Als vierfache Uroma ist einem Nummer fünf vermutlich relativ wumpe.

Ich sitze im Zug in Richtung Dortmund, auf dem Weg zum neunzigsten Geburtstag meiner Oma. Langsam juckeln wir an Hafenkränen und Backsteinspeichern vorbei. Die zweite Klasse ist heute eine schon ziemlich fadenscheinige ehemalige erste Klasse, vollgekrümelt und mit leichtem Muff nach Jungszimmer, ein paar Rentner meckern über die "Servicewüste Bahn", aber das ist alles vollkommen in Ordnung und beeinträchtigt mich kein bisschen in meinem kleinen Nerd-Paradies hier in Wagen acht: mein Telefon ist mein Hotspot, ich kann gleichzeitig Bahn fahren und Internet, wie Serviceparadies ist das denn? Mit Glück kommt gleich auch noch ein Kaffeewägelchen vorbei. Niemand in der Nähe isst hartgekochte Eier oder Sülze, überhaupt wird wenig gegessen, das ist doch toll!

Neunzig wird die Oma. Ich habe sie sehr gern, und auch die Bemerkung über das gierige Negerkind, das wir besser nicht adoptieren sollen, hab ich fast schon vergessen. (Harr. Würde ich bei erster Gelegenheit darüber schreiben, wenn ich es vergessen hätte?). Früher war sie sehr unternehmungslustig und gesellig, hat mit dem Hausfrauenbund Käsefabriken in Holland und Knödelfabriken in Bayern besichtigt, war auf Gran Canaria und hat auf ihre alten Tage noch angefangen, Bridge zu spielen, ein, wie man hört, mörderisch anspruchsvolles Spiel, für das ich jedenfalls zu doof wäre. In den letzten Jahren zieht sie sich mehr und mehr zurück, und ich glaube fast, auch dieser Geburtstag mit ihrer versammelten Verwandtschaft samt vier kleinen Urenkelchen wird ihr vielleicht zu viel. Um fünf geht es los, und spätestens um acht werden wohl die Lichter bei ihr ausgehen. Ich weiß nicht, ob ihr ein fünfter Urenkel, ob adoptiert oder selbstgemacht, noch irgend etwas bedeuten würde - aber ich fände es sehr schön, wenn sie ihn noch kennen lernen könnte. (Meine Mutter war 24, als ich kam. Ich hatte zwei Uromas, eine ist gestorben, als ich zwei war. Die andere wurde wirklich urururalt und hat sogar mein Schwester, elf Jahre jünger als ich, noch auf dem Arm gehabt. Sie kam aus Bremen, tat kastaniengroße Kandisstücke in ihren Tee und hatte wiederum eine Verwandte namens Fockje Focken, was sich, im richtigen Tonfall ausgesprochen, anhört wie etwas, was Rage Against The Machine zu besten Zeiten von der Bühne gefaucht hätten.)
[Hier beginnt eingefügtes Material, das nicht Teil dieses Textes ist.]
fn parse_platform(s: &str) -> Result<Platform> {
    s.parse::<Platform>().map_err(anyhow::Error::from)
}
impl TableRule {
    /// Fill `record` from `doc`. An `Err` describes structure that did not
    /// match the expected shape; the caller notes it and carries on.
    pub fn apply(&self, doc: &Html, record: &mut CanonicalRecord) -> Result<(), String> {
        match *self {
            TableRule::DueTotals {
                table_id,
                row_class,
                value_class,
            } => {
                let Some(table) = first_table(doc, table_id) else {
                    return Ok(());
                };
                let row_re = ci(row_class);
                let value_re = ci(value_class);
                // Positions count every total row, including ones without a value cell.
                let values: Vec<Option<String>> = table
                    .select(&TR)
                    .filter(|r| r.value().attr("class").map(|c| row_re.is_match(c)).unwrap_or(false))
                    .map(|r| by_class(r, &value_re).next().map(normalized_text))
                    .collect();
                if values.len() < 3 {
                    return Ok(());
                }
                let targets: [&[Field]; 3] = [
                    &[Field::CurrentDueAmount],
                    &[Field::LastYearDueAmount],
                    &[Field::TotalDueAmount, Field::TaxAmountDue],
                ];
                for (value, fields) in values.iter().zip(targets) {
                    let Some(value) = value else { continue };
                    for field in fields {
                        record.set_text_if_absent(*field, value);
                    }
                }
                Ok(())
            }
            TableRule::ValuationRows { table_id } => {
                let Some(table) = first_table(doc, table_id) else {
                    return Ok(());
                };
                let mut mapped = 0;
                for row in data_rows(table) {
                    let c = cells(row);
                    if c.len() < 2 {
                        continue;
                    }
                    if let Some(field) = valuation_field(&c[0]) {
                        record.set_text_if_absent(field, &c[1]);
                        mapped += 1;
                    }
                }
                if mapped == 0 {
                    return Err("valuation table has no recognised rows".into());
                }
                Ok(())
            }
            TableRule::LastSale {
                table_id,
                min_cells,
                deed,
            } => {
                let Some(table) = first_table(doc, table_id) else {
                    return Ok(());
                };
                let Some(row) = data_rows(table).into_iter().next() else {
                    return Ok(());
                };
                let c = cells(row);
                if c.len() < min_cells {
                    return Err(format!("sales row has {} cells, expected {}", c.len(), min_cells));
                }
                if !DATE_RE.is_match(&c[0]) && !c[0].chars().any(|ch| ch.is_ascii_digit()) {
                    return Err(format!("sales row starts with {:?}, not a date", c[0]));
                }
                record.set_text_if_absent(Field::LastSaleDate, &c[0]);
                record.set_text_if_absent(Field::LastSalePrice, &c[1]);
                if deed {
                    if let Some((book, page)) = c.iter().skip(2).find_map(|t| deed_reference(t)) {
                        record.set_text_if_absent(Field::DeedBook, book);
                        record.set_text_if_absent(Field::DeedPage, page);
                    }
                }
                Ok(())
            }
            TableRule::Exemptions { table_id } => {
                let Some(table) = first_table(doc, table_id) else {
                    return Ok(());
                };
                if record.has(Field::Exemptions) {
                    return Ok(());
                }
                let names: Vec<String> = data_rows(table)
                    .into_iter()
                    .filter_map(|row| cells(row).into_iter().next())
                    .filter(|n| !n.is_empty())
                    .collect();
                record.set_text(Field::Exemptions, names.join(", "));
                Ok(())
            }
            TableRule::TaxHistory { table_id } => {
                let re = ci(table_id);
                let Some(table) = by_id(doc.root_element(), &re).find(|el| el.value().name() == "table") else {
                    return Ok(());
                };
                let Some(row) = data_rows(table).into_iter().next() else {
                    return Ok(());
                };
                let c = cells(row);
                if c.len() < 3 {
                    return Err(format!("tax history row has {} cells, expected 3", c.len()));
                }
                record.set_text_if_absent(Field::TaxYear, &c[0]);
                record.set_text_if_absent(Field::AssessedValue, &c[1]);
                record.set_text_if_absent(Field::TaxAmountDue, &c[2]);
                if let Some(status) = c.get(3) {
                    record.set_text_if_absent(Field::TaxStatus, status);
                }
                Ok(())
            }
            TableRule::Delinquency => {
                let Some(notice) = label_parent(doc.root_element(), &DELINQUENT_RE) else {
                    return Ok(());
                };
                record.set_text_if_absent(Field::TaxStatus, "delinquent");
                let text = normalized_text(notice);
                if let Some(m) = MONEY_RE.find(&text) {
                    record.set_text_if_absent(Field::TaxAmountDue, m.as_str());
                }
                Ok(())
            }
            TableRule::DetailsTable { table_class } => {
                let re = ci(table_class);
                let Some(table) = by_class(doc.root_element(), &re).find(|el| el.value().name() == "table") else {
                    return Ok(());
                };
                for row in table.select(&TR) {
                    let c = cells(row);
                    if c.len() < 2 {
                        continue;
                    }
                    if let Some(field) = detail_field(&c[0]) {
                        record.set_text_if_absent(field, &c[1]);
                    }
                }
                Ok(())
            }
            TableRule::TaxSection { container_id } => {
                let re = ci(container_id);
                let Some(section) = by_id(doc.root_element(), &re).find(|el| el.value().name() == "div") else {
                    return Ok(());
                };
                let value_after = |label: &Regex| {
                    let parent = label_parent(section, label)?;
                    let whole = normalized_text(parent);
                    let rest = label.find(&whole).map(|m| whole[m.end()..].to_string())?;
                    let rest = rest.trim_matches(|c: char| c == ':' || c.is_whitespace()).to_string();
                    if rest.is_empty() {
                        parent
                            .next_siblings()
                            .find_map(ElementRef::wrap)
                            .map(normalized_text)
                    } else {
                        Some(rest)
                    }
                };
                if let Some(amount) = value_after(&*TAX_AMOUNT_RE) {
                    record.set_text_if_absent(Field::TaxAmountDue, amount);
                }
                if let Some(year) = value_after(&*TAX_YEAR_RE) {
                    record.set_text_if_absent(Field::TaxYear, year);
                }
                Ok(())
            }
            TableRule::Images { src, container_class } => {
                if record.has(Field::ImageUrls) {
                    return Ok(());
                }
                let scope = match container_class {
                    Some(class) => match by_class(doc.root_element(), &ci(class)).next() {
                        Some(el) => el,
                        None => return Ok(()),
                    },
                    None => doc.root_element(),
                };
                let src_re = ci(src);
                let mut urls: Vec<String> = Vec::new();
                for img in scope.select(&IMG) {
                    let Some(url) = img.value().attr("src") else { continue };
                    if src_re.is_match(url) && !urls.iter().any(|u| u == url) {
                        urls.push(url.to_string());
                    }
                }
                record.set_list(Field::ImageUrls, urls);
                Ok(())
            }
            TableRule::MapLink { href } => {
                let re = ci(href);
                let link = doc
                    .root_element()
                    .select(&LINK)
                    .filter_map(|a| a.value().attr("href"))
                    .find(|h| re.is_match(h) && !h.starts_with("javascript:"));
                if let Some(link) = link {
                    record.set_text_if_absent(Field::MapUrl, link);
                }
                Ok(())
            }
            TableRule::Documents => {
                let mut urls: Vec<String> = Vec::new();
                for a in doc.root_element().select(&LINK) {
                    let Some(href) = a.value().attr("href") else { continue };
                    if DOCUMENT_RE.is_match(href) && !urls.iter().any(|u| u == href) {
                        urls.push(href.to_string());
                    }
                }
                record.set_list(Field::DocumentUrls, urls);
                Ok(())
            }
        }
    }
}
Übrigens bleibe ich bei der Stange, was den Vorsatz vom Tag nach dem Stammtisch angeht: seit diesem lustigen, aber auch verheerenden Donnerstag habe ich keinen Tropfen Alkohol getrunken. Ich war nüchtern auf dem Hamburger Oktoberfest (Albtraum, nicht nachmachen bitte bitte), nüchtern mehrere Abende mit den Mädchen (geht fabelhaft, und es ist schön, sich zur Abwechslung mal an alles erinnern zu können, was wir so plauschen), nüchtern im Steakhaus (alkoholfreies Bier. Schmeckt zu Steaks genau wie richtiges, zur Pizza geht es auch, vollkommen zu wuppen) und nüchtern auf einer Agenturfeier (langweilig. Aber wäre es mit Alkohol auch gewesen, nur dann eben langweilig mit Kater hinterher.) Heute steht mir die erste Familienfeier mit vielen zauberhaften Kindern ohne Alkohol bevor. Immerhin: ein paar Flüppchen habe ich in der Handtasche. Bin ich gespannt.

p.s. die befreunde Abkürzungs- und Adoptionsdame lässt ausrichten, vielen herzlichen Dank für all die Drücker, Wünsche und positiven Schwingungen, herrlich. Außerdem lässt sie sagen, sie hatte vollkommen vergessen, dass es nicht zwei, sondern drei Brummer waren in der Tiefkühle, und laut Klinik leben noch alle drei. Kämpft, Brummer! Kämpft!

2 Kommentare:

  1. Liebe Flora: Grandios, dieser Beitrag, ich hab mich köstlich amüsiert... und eben hoch motiviert alkoholfreies Bier gekauft, das mach ich Dir jetzt nach. Danke! Ein schönes Wochenende wünscht: J.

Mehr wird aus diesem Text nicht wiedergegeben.